Data to use section start

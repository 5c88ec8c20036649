#![allow(dead_code)]

use api_rest::{router, AppState};
use async_trait::async_trait;
use axum::body::{Body, Bytes};
use axum::http::{HeaderMap, Method, Request, StatusCode};
use axum::Router;
use followup_core::pdf::expected_pdf_path;
use followup_core::{CoreConfig, FollowUpError, FollowUpResult, PdfConverter};
use followup_portal::{DocumentUploader, PortalDocument, PortalError, PortalResult, UploadReport};
use serde_json::Value;
use std::fs;
use std::io::{Cursor, Write};
use std::path::{Path, PathBuf};
use std::sync::{Arc, Mutex};
use std::time::Duration;
use tempfile::TempDir;
use tower::ServiceExt as _;
use tower_http::cors::CorsLayer;
use zip::write::SimpleFileOptions;
use zip::ZipWriter;

const TEMPLATE_BODY: &str = concat!(
    r#"<?xml version="1.0" encoding="UTF-8"?>"#,
    r#"<w:document xmlns:w="http://schemas.openxmlformats.org/wordprocessingml/2006/main"><w:body>"#,
    "<w:p><w:r><w:t>Patient: {{ patientName }}</w:t></w:r></w:p>",
    "<w:p><w:r><w:t>Seen: {{ dateOfEvaluation }}</w:t></w:r></w:p>",
    "</w:body></w:document>"
);

/// Writes `<stem>.pdf` next to the DOCX.
pub struct FakeConverter;

#[async_trait]
impl PdfConverter for FakeConverter {
    async fn convert(&self, docx: &Path, out_dir: &Path) -> FollowUpResult<PathBuf> {
        let pdf = expected_pdf_path(docx, out_dir)?;
        fs::write(&pdf, b"%PDF-1.4").map_err(FollowUpError::FileWrite)?;
        Ok(pdf)
    }
}

/// Records batches instead of driving a browser.
#[derive(Default)]
pub struct FakeUploader {
    pub batches: Mutex<Vec<Vec<PortalDocument>>>,
    pub fail: bool,
}

impl FakeUploader {
    pub fn batches(&self) -> Vec<Vec<PortalDocument>> {
        self.batches.lock().unwrap().clone()
    }

    /// Waits for a background upload to be recorded.
    pub async fn wait_for_batches(&self, count: usize) -> Vec<Vec<PortalDocument>> {
        for _ in 0..100 {
            let batches = self.batches();
            if batches.len() >= count {
                return batches;
            }
            tokio::time::sleep(Duration::from_millis(10)).await;
        }
        self.batches()
    }
}

#[async_trait]
impl DocumentUploader for FakeUploader {
    async fn upload(&self, documents: Vec<PortalDocument>) -> PortalResult<Vec<UploadReport>> {
        self.batches.lock().unwrap().push(documents.clone());
        if self.fail {
            return Err(PortalError::ElementNotFound("css `[name=\"providerId\"]`".into()));
        }
        Ok(documents
            .into_iter()
            .map(|d| UploadReport {
                title: d.title,
                path: d.path,
                confirmed: true,
            })
            .collect())
    }
}

pub struct TestApp {
    pub router: Router,
    pub cfg: Arc<CoreConfig>,
    pub uploader: Arc<FakeUploader>,
    pub temp: TempDir,
}

impl TestApp {
    pub fn new() -> Self {
        Self::with_config(|cfg| cfg, FakeUploader::default())
    }

    pub fn with_config(
        configure: impl FnOnce(CoreConfig) -> CoreConfig,
        uploader: FakeUploader,
    ) -> Self {
        let temp = TempDir::new().unwrap();
        let cfg = configure(CoreConfig::new(
            temp.path().join("data"),
            temp.path().join("templates").join("FU_TEMPLATE.docx"),
            temp.path().join("out"),
        ));
        cfg.ensure_dirs().unwrap();

        let cfg = Arc::new(cfg);
        let uploader = Arc::new(uploader);
        let state =
            AppState::with_converter(cfg.clone(), Arc::new(FakeConverter), uploader.clone())
                .unwrap();

        Self {
            router: router(state, CorsLayer::permissive()),
            cfg,
            uploader,
            temp,
        }
    }

    pub fn write_template(&self) {
        let mut writer = ZipWriter::new(Cursor::new(Vec::new()));
        writer
            .start_file("word/document.xml", SimpleFileOptions::default())
            .unwrap();
        writer.write_all(TEMPLATE_BODY.as_bytes()).unwrap();
        fs::write(self.cfg.template_file(), writer.finish().unwrap().into_inner()).unwrap();
    }

    pub fn write_pdf(&self, path: &Path) {
        fs::create_dir_all(path.parent().unwrap()).unwrap();
        fs::write(path, b"%PDF-1.4").unwrap();
    }

    pub async fn request(
        &self,
        method: Method,
        path: &str,
        body: Option<Value>,
    ) -> (StatusCode, HeaderMap, Bytes) {
        let builder = Request::builder().method(method).uri(path);
        let request = match body {
            Some(json) => builder
                .header("content-type", "application/json")
                .body(Body::from(serde_json::to_vec(&json).unwrap())),
            None => builder.body(Body::empty()),
        }
        .unwrap();

        let response = self.router.clone().oneshot(request).await.unwrap();

        let status = response.status();
        let headers = response.headers().clone();
        let body = axum::body::to_bytes(response.into_body(), usize::MAX)
            .await
            .unwrap();
        (status, headers, body)
    }

    pub async fn request_json(
        &self,
        method: Method,
        path: &str,
        body: Option<Value>,
    ) -> (StatusCode, Value) {
        let (status, _, bytes) = self.request(method, path, body).await;
        (status, serde_json::from_slice(&bytes).unwrap())
    }
}
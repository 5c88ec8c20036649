use crate::browser::{PortalBrowser, WebDriverBrowser};
use crate::config::PortalConfig;
use crate::{PortalError, PortalResult};
use async_trait::async_trait;
use std::path::PathBuf;
use std::sync::Arc;
use tokio::sync::Mutex;

/// A file to upload with the title and notes shown in the portal.
#[derive(Debug, Clone, PartialEq, Eq)]
pub struct PortalDocument {
    pub title: String,
    pub notes: String,
    pub path: PathBuf,
}

impl PortalDocument {
    /// Document whose notes repeat its title.
    pub fn titled(title: impl Into<String>, path: impl Into<PathBuf>) -> Self {
        let title = title.into();
        Self {
            notes: title.clone(),
            title,
            path: path.into(),
        }
    }
}

#[derive(Debug, Clone, PartialEq, Eq)]
pub struct UploadReport {
    pub title: String,
    pub path: PathBuf,
    /// Whether the upload form closed within the confirmation window after submitting.
    pub confirmed: bool,
}

/// Uploads one document through the portal's upload form.
///
/// # Errors
///
/// - `FileMissing` if `doc.path` does not exist; checked before touching the browser
/// - `ElementNotFound` / `OptionNotFound` when the form does not look as expected
/// - `Command` for any other WebDriver failure
pub async fn upload_document<B>(
    browser: &mut B,
    cfg: &PortalConfig,
    doc: &PortalDocument,
) -> PortalResult<UploadReport>
where
    B: PortalBrowser + ?Sized,
{
    let path = std::fs::canonicalize(&doc.path)
        .ok()
        .filter(|p| p.is_file())
        .ok_or_else(|| PortalError::FileMissing(doc.path.clone()))?;
    let selectors = &cfg.selectors;

    tracing::info!("uploading {} as '{}'", path.display(), doc.title);

    browser.open(&cfg.portal_url).await?;
    browser.click(&selectors.upload_control).await?;
    browser.fill(&selectors.title, &doc.title).await?;
    browser.attach_file(&selectors.file, &path).await?;
    browser
        .select_option(&selectors.document_type, &cfg.document_type)
        .await?;
    browser.select_option(&selectors.provider, &cfg.provider).await?;
    browser.fill(&selectors.notes, &doc.notes).await?;
    browser.click(&selectors.submit).await?;

    if let Some(text) = browser.accept_alert().await? {
        tracing::info!("accepted portal alert: {}", text);
    }

    let confirmed = browser
        .wait_until_gone(&selectors.title, cfg.confirm)
        .await?;
    if confirmed {
        tracing::info!("uploaded '{}'", doc.title);
    } else {
        tracing::warn!(
            "upload form still open {}s after submitting '{}'",
            cfg.confirm.as_secs(),
            doc.title
        );
    }

    Ok(UploadReport {
        title: doc.title.clone(),
        path,
        confirmed,
    })
}

/// Uploads `documents` in order, stopping at the first failure, then closes the browser.
///
/// The browser is closed whether or not the uploads succeed. A failure to close is logged
/// and does not hide the upload result.
pub async fn run_batch<B>(
    browser: &mut B,
    cfg: &PortalConfig,
    documents: &[PortalDocument],
) -> PortalResult<Vec<UploadReport>>
where
    B: PortalBrowser + ?Sized,
{
    let mut reports = Vec::with_capacity(documents.len());
    let mut outcome = Ok(());

    for doc in documents {
        match upload_document(browser, cfg, doc).await {
            Ok(report) => reports.push(report),
            Err(e) => {
                tracing::error!("portal upload of '{}' failed: {}", doc.title, e);
                outcome = Err(e);
                break;
            }
        }
    }

    if let Err(e) = browser.close().await {
        tracing::warn!("failed to close browser session: {}", e);
    }

    outcome.map(|()| reports)
}

/// Sends documents to the portal.
#[async_trait]
pub trait DocumentUploader: Send + Sync {
    async fn upload(&self, documents: Vec<PortalDocument>) -> PortalResult<Vec<UploadReport>>;
}

/// [`DocumentUploader`] that drives a real browser.
///
/// Each batch gets its own WebDriver session. Batches run one at a time because they share
/// the single browser the portal is logged into.
pub struct WebDriverUploader {
    cfg: Arc<PortalConfig>,
    session: Mutex<()>,
}

impl WebDriverUploader {
    pub fn new(cfg: Arc<PortalConfig>) -> Self {
        Self {
            cfg,
            session: Mutex::new(()),
        }
    }
}

#[async_trait]
impl DocumentUploader for WebDriverUploader {
    async fn upload(&self, documents: Vec<PortalDocument>) -> PortalResult<Vec<UploadReport>> {
        if let Some(missing) = documents.iter().find(|d| !d.path.is_file()) {
            return Err(PortalError::FileMissing(missing.path.clone()));
        }

        let _session = self.session.lock().await;
        let mut browser = WebDriverBrowser::connect(&self.cfg).await?;
        run_batch(&mut browser, &self.cfg, &documents).await
    }
}

#[cfg(test)]
mod tests {
    use super::*;
    use crate::config::Selector;
    use std::path::Path;
    use std::time::Duration;
    use tempfile::TempDir;

    /// Records every call; fails when asked for `missing`.
    #[derive(Default)]
    struct FakeBrowser {
        steps: Vec<String>,
        missing: Option<Selector>,
        alert: Option<String>,
        form_closes: bool,
        closed: bool,
    }

    impl FakeBrowser {
        fn check(&self, selector: &Selector) -> PortalResult<()> {
            if self.missing.as_ref() == Some(selector) {
                return Err(PortalError::ElementNotFound(selector.to_string()));
            }
            Ok(())
        }
    }

    #[async_trait]
    impl PortalBrowser for FakeBrowser {
        async fn open(&mut self, url: &str) -> PortalResult<()> {
            self.steps.push(format!("open {url}"));
            Ok(())
        }

        async fn click(&mut self, selector: &Selector) -> PortalResult<()> {
            self.check(selector)?;
            self.steps.push(format!("click {selector}"));
            Ok(())
        }

        async fn fill(&mut self, selector: &Selector, text: &str) -> PortalResult<()> {
            self.check(selector)?;
            self.steps.push(format!("fill {selector} = {text}"));
            Ok(())
        }

        async fn attach_file(&mut self, selector: &Selector, path: &Path) -> PortalResult<()> {
            self.check(selector)?;
            assert!(path.is_absolute());
            self.steps.push(format!("attach {selector}"));
            Ok(())
        }

        async fn select_option(&mut self, selector: &Selector, option: &str) -> PortalResult<()> {
            self.check(selector)?;
            self.steps.push(format!("select {selector} = {option}"));
            Ok(())
        }

        async fn accept_alert(&mut self) -> PortalResult<Option<String>> {
            Ok(self.alert.take())
        }

        async fn wait_until_gone(
            &mut self,
            _selector: &Selector,
            _timeout: Duration,
        ) -> PortalResult<bool> {
            Ok(self.form_closes)
        }

        async fn close(&mut self) -> PortalResult<()> {
            self.closed = true;
            Ok(())
        }
    }

    fn pdf(temp: &TempDir, name: &str) -> PathBuf {
        let path = temp.path().join(name);
        std::fs::write(&path, b"%PDF-1.4").unwrap();
        path
    }

    #[tokio::test]
    async fn test_upload_document_fills_the_form_in_order() {
        let temp = TempDir::new().unwrap();
        let cfg = PortalConfig::default();
        let mut browser = FakeBrowser {
            alert: Some("Document uploaded".into()),
            form_closes: true,
            ..FakeBrowser::default()
        };
        let doc = PortalDocument::titled(
            "TRANSCRIBED DATA FOLLOW UP VISIT NOTE ON 2025-03-01",
            pdf(&temp, "Smith John.pdf"),
        );

        let report = upload_document(&mut browser, &cfg, &doc).await.unwrap();

        assert!(report.confirmed);
        assert_eq!(
            browser.steps,
            vec![
                format!("open {}", cfg.portal_url),
                format!("click {}", cfg.selectors.upload_control),
                format!("fill {} = {}", cfg.selectors.title, doc.title),
                format!("attach {}", cfg.selectors.file),
                format!("select {} = Consults", cfg.selectors.document_type),
                format!("select {} = KLICKOVICH MD, ROBERT", cfg.selectors.provider),
                format!("fill {} = {}", cfg.selectors.notes, doc.title),
                format!("click {}", cfg.selectors.submit),
            ]
        );
    }

    #[tokio::test]
    async fn test_unconfirmed_upload_is_reported_not_failed() {
        let temp = TempDir::new().unwrap();
        let mut browser = FakeBrowser::default();
        let doc = PortalDocument::titled("T", pdf(&temp, "a.pdf"));

        let report = upload_document(&mut browser, &PortalConfig::default(), &doc)
            .await
            .unwrap();

        assert!(!report.confirmed);
    }

    #[tokio::test]
    async fn test_missing_file_fails_before_browser_is_used() {
        let temp = TempDir::new().unwrap();
        let mut browser = FakeBrowser::default();
        let doc = PortalDocument::titled("T", temp.path().join("absent.pdf"));

        let err = upload_document(&mut browser, &PortalConfig::default(), &doc)
            .await
            .unwrap_err();

        assert!(matches!(err, PortalError::FileMissing(_)));
        assert!(browser.steps.is_empty());
    }

    #[tokio::test]
    async fn test_batch_stops_at_missing_element_and_still_closes() {
        let temp = TempDir::new().unwrap();
        let cfg = PortalConfig::default();
        let mut browser = FakeBrowser {
            missing: Some(cfg.selectors.provider.clone()),
            ..FakeBrowser::default()
        };
        let docs = vec![
            PortalDocument::titled("RAW", pdf(&temp, "raw.pdf")),
            PortalDocument::titled("TRANSCRIBED", pdf(&temp, "t.pdf")),
        ];

        let err = run_batch(&mut browser, &cfg, &docs).await.unwrap_err();

        assert!(matches!(err, PortalError::ElementNotFound(ref s) if s.contains("providerId")));
        assert!(browser.closed);
        assert_eq!(browser.steps.iter().filter(|s| s.starts_with("open")).count(), 1);
    }

    #[tokio::test]
    async fn test_batch_uploads_in_order() {
        let temp = TempDir::new().unwrap();
        let mut browser = FakeBrowser {
            form_closes: true,
            ..FakeBrowser::default()
        };
        let docs = vec![
            PortalDocument::titled("RAW", pdf(&temp, "raw.pdf")),
            PortalDocument::titled("TRANSCRIBED", pdf(&temp, "t.pdf")),
        ];

        let reports = run_batch(&mut browser, &PortalConfig::default(), &docs)
            .await
            .unwrap();

        let titles: Vec<_> = reports.iter().map(|r| r.title.as_str()).collect();
        assert_eq!(titles, vec!["RAW", "TRANSCRIBED"]);
        assert!(browser.closed);
    }

    #[tokio::test]
    async fn test_webdriver_uploader_checks_files_before_connecting() {
        let temp = TempDir::new().unwrap();
        let uploader = WebDriverUploader::new(Arc::new(PortalConfig {
            webdriver_url: "http://127.0.0.1:1".into(),
            ..PortalConfig::default()
        }));

        let err = uploader
            .upload(vec![PortalDocument::titled("T", temp.path().join("absent.pdf"))])
            .await
            .unwrap_err();

        assert!(matches!(err, PortalError::FileMissing(_)));
    }
}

Data to use section end

Your instructions:
Could you tally the lines in the data that contain the string "FakeConverter" and answer with the number alone?

Your solution:
3